Sojourn Time
How long does a customer actually spend in the system? The previous scenario measured $L$, the mean number of customers in the system at any moment. This scenario measures $W$, the mean time a single customer spends from arrival to departure. This is called the sojourn time, residence time, or response time, and has two components:
- $W_q$: time spent waiting in the queue because the server is busy.
- $W_s$: time spent in service while the server is working on this customer.
$$W = W_q + W_s$$
The Surprising Finding
For an M/M/1 queue, the mean sojourn time is:
$$W = \frac{1}{\mu(1 - \rho)}$$
This blows up as $\rho \to 1$, just like $L$. But the split between waiting and service shifts dramatically as load increases.
| $\rho$ | $W_q$ (wait) | $W_s$ (service) | $W$ (total) |
|---|---|---|---|
| 0.1 | 0.11 | 1.00 | 1.11 |
| 0.5 | 1.00 | 1.00 | 2.00 |
| 0.9 | 9.00 | 1.00 | 10.00 |
The mean service time $W_s = 1/\mu = 1.0$ is constant: the server always takes the same average time to serve one customer. All the extra delay at high load is pure waiting: $W_q = \rho/(\mu(1-\rho))$ grows without bound while $W_s$ stays fixed. At $\rho = 0.9$, 90% of a customer’s time is spent waiting for the server to become free.

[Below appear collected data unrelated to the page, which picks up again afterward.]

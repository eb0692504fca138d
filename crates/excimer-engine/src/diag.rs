//! Optional diagnostic narration.
//!
//! A [`DiagnosticSink`] receives a human-readable line per executed
//! event and for status reports. Sinks are strictly observers: whether
//! one is attached never changes the simulation outcome (no RNG draws,
//! no state reads that feed back into the dynamics).

/// Receiver for human-readable event narration.
pub trait DiagnosticSink {
    /// Record one narration line.
    fn record(&mut self, message: &str);
}

/// A sink that appends every line to an in-memory buffer.
///
/// Useful in tests and for postmortem inspection of short runs.
#[derive(Debug, Default)]
pub struct BufferSink {
    lines: Vec<String>,
}

impl BufferSink {
    /// Create an empty buffer sink.
    pub fn new() -> Self {
        Self::default()
    }

    /// The narration lines recorded so far.
    pub fn lines(&self) -> &[String] {
        &self.lines
    }
}

impl DiagnosticSink for BufferSink {
    fn record(&mut self, message: &str) {
        self.lines.push(message.to_string());
    }
}

/// Shared sink handle: hand a clone to a simulation and keep one to read
/// the narration afterwards.
impl<S: DiagnosticSink> DiagnosticSink for std::rc::Rc<std::cell::RefCell<S>> {
    fn record(&mut self, message: &str) {
        self.borrow_mut().record(message);
    }
}
//! Per-axis boundary behavior.

/// How one lattice axis handles displacements past its edge.
///
/// Each of the three axes carries its own `Boundary`, so a film can be
/// periodic in-plane while hard-walled through its thickness.
#[derive(Clone, Copy, Debug, PartialEq, Eq, Hash)]
pub enum Boundary {
    /// Out-of-range positions wrap to the opposite side (torus axis).
    Periodic,
    /// Out-of-range positions do not exist; moves past the edge are invalid.
    Hard,
}

impl Boundary {
    /// Resolve a raw axis value against this boundary.
    ///
    /// Returns the in-range position, or `None` when a hard axis would
    /// be left. The double modulo handles negative values.
    pub(crate) fn resolve(self, val: i32, len: i32) -> Option<i32> {
        if (0..len).contains(&val) {
            return Some(val);
        }
        match self {
            Boundary::Periodic => Some(((val % len) + len) % len),
            Boundary::Hard => None,
        }
    }

    /// Shortest separation between two in-range positions along this axis.
    pub(crate) fn axis_distance(self, a: i32, b: i32, len: i32) -> i32 {
        let diff = (a - b).abs();
        match self {
            Boundary::Periodic => diff.min(len - diff),
            Boundary::Hard => diff,
        }
    }
}

#[cfg(test)]
mod tests {
    use super::*;

    #[test]
    fn periodic_wraps_both_directions() {
        assert_eq!(Boundary::Periodic.resolve(-1, 10), Some(9));
        assert_eq!(Boundary::Periodic.resolve(10, 10), Some(0));
        assert_eq!(Boundary::Periodic.resolve(-13, 10), Some(7));
        assert_eq!(Boundary::Periodic.resolve(23, 10), Some(3));
    }

    #[test]
    fn hard_rejects_out_of_range() {
        assert_eq!(Boundary::Hard.resolve(-1, 10), None);
        assert_eq!(Boundary::Hard.resolve(10, 10), None);
        assert_eq!(Boundary::Hard.resolve(5, 10), Some(5));
    }

    #[test]
    fn periodic_axis_distance_takes_short_way_around() {
        assert_eq!(Boundary::Periodic.axis_distance(0, 9, 10), 1);
        assert_eq!(Boundary::Periodic.axis_distance(2, 7, 10), 5);
        assert_eq!(Boundary::Hard.axis_distance(0, 9, 10), 9);
    }
}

This formula is closely connected to Little’s Law:
$$L = \lambda W$$
Plugging in $W = 1/(\mu(1-\rho))$ and $\lambda = \rho\mu$:
$$L = \rho\mu \cdot \frac{1}{\mu(1-\rho)} = \frac{\rho}{1-\rho}$$
Understanding the Math
Why $W_s = 1/\mu$ regardless of $\rho$
Service time is drawn from an exponential distribution with rate $\mu$, so its mean is $1/\mu$. This is a property of the distribution, not of the queue. No matter how busy the server is, once it starts serving you it takes on average $1/\mu$ time.
Deriving $W_q$
Since $W = W_q + W_s$ and $W_s = 1/\mu$:
$$W_q = W - W_s = \frac{1}{\mu(1-\rho)} - \frac{1}{\mu} = \frac{1}{\mu}\left(\frac{1}{1-\rho} - 1\right) = \frac{1}{\mu} \cdot \frac{\rho}{1-\rho} = \frac{\rho}{\mu(1-\rho)}$$
Note that $W_q = \rho \cdot W$: at high load, almost all of $W$ is waiting.
Units check
$\lambda$ has units of [customers/time]; $W$ has units of [time]; so $L = \lambda W$ has units of [customers/time $\times$ time] $=$ [customers]. This count of people is dimensionless, as it should be. Checking units this way is a quick sanity test whenever you apply Little’s Law to a real problem.